ÉCOFÉMINISME. ENTRETENIR DES RELATIONS

ÉCOFÉMINISME. ENTRETENIR DES RELATIONS

Eve dans le jardin de la Genèse,

Gaia, la déesse terre,

recouverte de verdure,

se répandant en eaux claires,

nous voici,

 

femmes de tous temps et de tous espaces,

vigilantes dans le soin de la Planète Terre

et audacieuses dans les floraisons à offrir.

Tisser des relations, les entretenir, les chérir est un enjeu stimulant que l’écoféminisme nous permet de vivre. L’écoféminisme se présente comme « une analyse sociale critique où se réalise la convergence des deux plus importants mouvements contemporains, l’écologie et le féminisme »1. Ceux-ci nous invitent à établir des relations, c’est pourquoi j’aimerais d’abord faire connaître les relations que nous devons entretenir avec nous-mêmes, puis avec les autres, finalement avec le cosmos. Cette étude se situe dans la perspective d’une éthique autodéterminée.

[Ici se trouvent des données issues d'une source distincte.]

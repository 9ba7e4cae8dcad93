use std::any::Any;
use std::sync::Arc;

use bytes::Bytes;
use tonic::Status;

use crate::path::MethodPath;

/// A decoded request or response message, type-erased so descriptors with
/// different message types can live in one table.
pub type BoxMessage = Box<dyn Any + Send>;

/// Type-erased encode/decode hooks for one method's request/response pair.
///
/// Captured from the concrete `prost::Message` types when the descriptor is
/// declared; the router never sees the concrete types again.
#[derive(Clone)]
pub(crate) struct MessageCodec {
    decode: Arc<dyn Fn(Bytes) -> Result<BoxMessage, prost::DecodeError> + Send + Sync>,
    encode: Arc<dyn Fn(BoxMessage) -> Result<Bytes, Status> + Send + Sync>,
}

impl MessageCodec {
    fn of<Req, Resp>() -> Self
    where
        Req: prost::Message + Default + Send + 'static,
        Resp: prost::Message + Send + 'static,
    {
        Self {
            decode: Arc::new(|bytes| Ok(Box::new(Req::decode(bytes)?) as BoxMessage)),
            encode: Arc::new(|msg| {
                let msg = msg
                    .downcast::<Resp>()
                    .map_err(|_| Status::internal("handler returned unexpected response type"))?;
                Ok(Bytes::from(msg.encode_to_vec()))
            }),
        }
    }

    pub(crate) fn decode(&self, bytes: Bytes) -> Result<BoxMessage, prost::DecodeError> {
        (self.decode)(bytes)
    }

    pub(crate) fn encode(&self, msg: BoxMessage) -> Result<Bytes, Status> {
        (self.encode)(msg)
    }
}

/// Static metadata for one RPC method: names, schema names, and the
/// unary-vs-streaming flag, plus the captured codec.
///
/// Descriptors are immutable and externally supplied; identity is the
/// canonical `(service, method)` path.
#[derive(Clone)]
pub struct MethodDescriptor {
    service_name: String,
    method_name: String,
    request_schema: &'static str,
    response_schema: &'static str,
    server_streaming: bool,
    pub(crate) codec: MessageCodec,
}

impl MethodDescriptor {
    /// Describe a unary method with the given request/response schema.
    pub fn unary<Req, Resp>(service: impl Into<String>, method: impl Into<String>) -> Self
    where
        Req: prost::Message + Default + Send + 'static,
        Resp: prost::Message + Send + 'static,
    {
        Self::describe::<Req, Resp>(service, method, false)
    }

    /// Describe a server-streaming method.
    ///
    /// The flag is carried through to dispatch, which rejects streaming
    /// invocations as unimplemented.
    pub fn server_streaming<Req, Resp>(
        service: impl Into<String>,
        method: impl Into<String>,
    ) -> Self
    where
        Req: prost::Message + Default + Send + 'static,
        Resp: prost::Message + Send + 'static,
    {
        Self::describe::<Req, Resp>(service, method, true)
    }

    fn describe<Req, Resp>(
        service: impl Into<String>,
        method: impl Into<String>,
        server_streaming: bool,
    ) -> Self
    where
        Req: prost::Message + Default + Send + 'static,
        Resp: prost::Message + Send + 'static,
    {
        Self {
            service_name: service.into(),
            method_name: method.into(),
            request_schema: schema_name::<Req>(),
            response_schema: schema_name::<Resp>(),
            server_streaming,
            codec: MessageCodec::of::<Req, Resp>(),
        }
    }

    pub fn service_name(&self) -> &str {
        &self.service_name
    }

    pub fn method_name(&self) -> &str {
        &self.method_name
    }

    /// The request message type name, e.g. `ListImagesRequest`.
    pub fn request_schema(&self) -> &'static str {
        self.request_schema
    }

    /// The response message type name, e.g. `ListImagesResponse`.
    pub fn response_schema(&self) -> &'static str {
        self.response_schema
    }

    pub fn is_server_streaming(&self) -> bool {
        self.server_streaming
    }

    /// The canonical routing path for this method.
    pub fn path(&self) -> MethodPath {
        MethodPath::new(&self.service_name, &self.method_name)
    }
}

/// The unqualified message type name, used as the schema name in docs.
fn schema_name<M: 'static>() -> &'static str {
    let full = std::any::type_name::<M>();
    full.rsplit("::").next().unwrap_or(full)
}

Une éthique autodéterminée donne la possibilité d’une prise en charge réelle par les êtres humains de leur vie, en permettant une saisie réflexive sur leur expérience et une invention conséquente de leur praxis. Elle correspond à la montée d’une conscientisation de l’humanité et à la recherche d’une éthique qui réponde aux nouvelles questions qui lui sont posées. Le mouvement des femmes constitue une lame de fond qui vient envahir le fleuve d’affirmations morales qui a coulé à travers des siècles de patriarcat, une lame de fond qui ne veut pas détruire, mais apporter une vitalité régénératrice à la fluidité éthique2.

Les féministes ont développé une éthique que je désigne par l’expression éthique de relation ; en anglais elle est exprimée par les termes suivants qu’il n’est pas toujours aisé de traduire en français : ethics of connection, relatedness, interconnectedness, ainsi que power-in relation3. L’exploration de cette éthique de relation me permet de discerner des manières spécifiques aux femmes d’établir un triple rapport à soi, aux autres, au cosmos.

1. Relation à soi

Une première dimension de la relation se réfère d’abord à soi-même. Pour ce premier rapport relationnel, les études féministes ont particulièrement misé sur un affranchissement de la dichotomie corps/esprit qui établissait une hiérarchie entre le corps perçu comme inférieur et l’esprit défini comme supérieur, entre les femmes assimilées à la chair et les hommes, à l’esprit. Les catégories aristotéliciennes : la matière, la forme, ont structuré la pensée occidentale4 jusqu’à nos jours ; elles ont entraîné une discrimination infériorisante pour les femmes en structurant un rapport de subordination de la matière à la forme, de la femme à l’homme. Ainsi, une « rupture épistémologique » s’imposait pour remettre en question cette vision du monde qui valorise l’esprit au détriment du corps et du monde matériel. Beverly W. Harrison a décrit de façon juste une épistémologie non dualiste où le corps humain (est) le lieu intégré de notre perception de toute la réalité. À travers lui, par le toucher, la vue et l’ouïe, nous expérimentons nos relations au monde. À travers notre époque, notre réponse profonde, notre passion, nous expérimentons notre désir d’une relation (connectedness) au tout. Mais notre passion est plus que cela. Elle est aussi la source de notre énergie, c’est-à-dire de notre pouvoir d’agir5.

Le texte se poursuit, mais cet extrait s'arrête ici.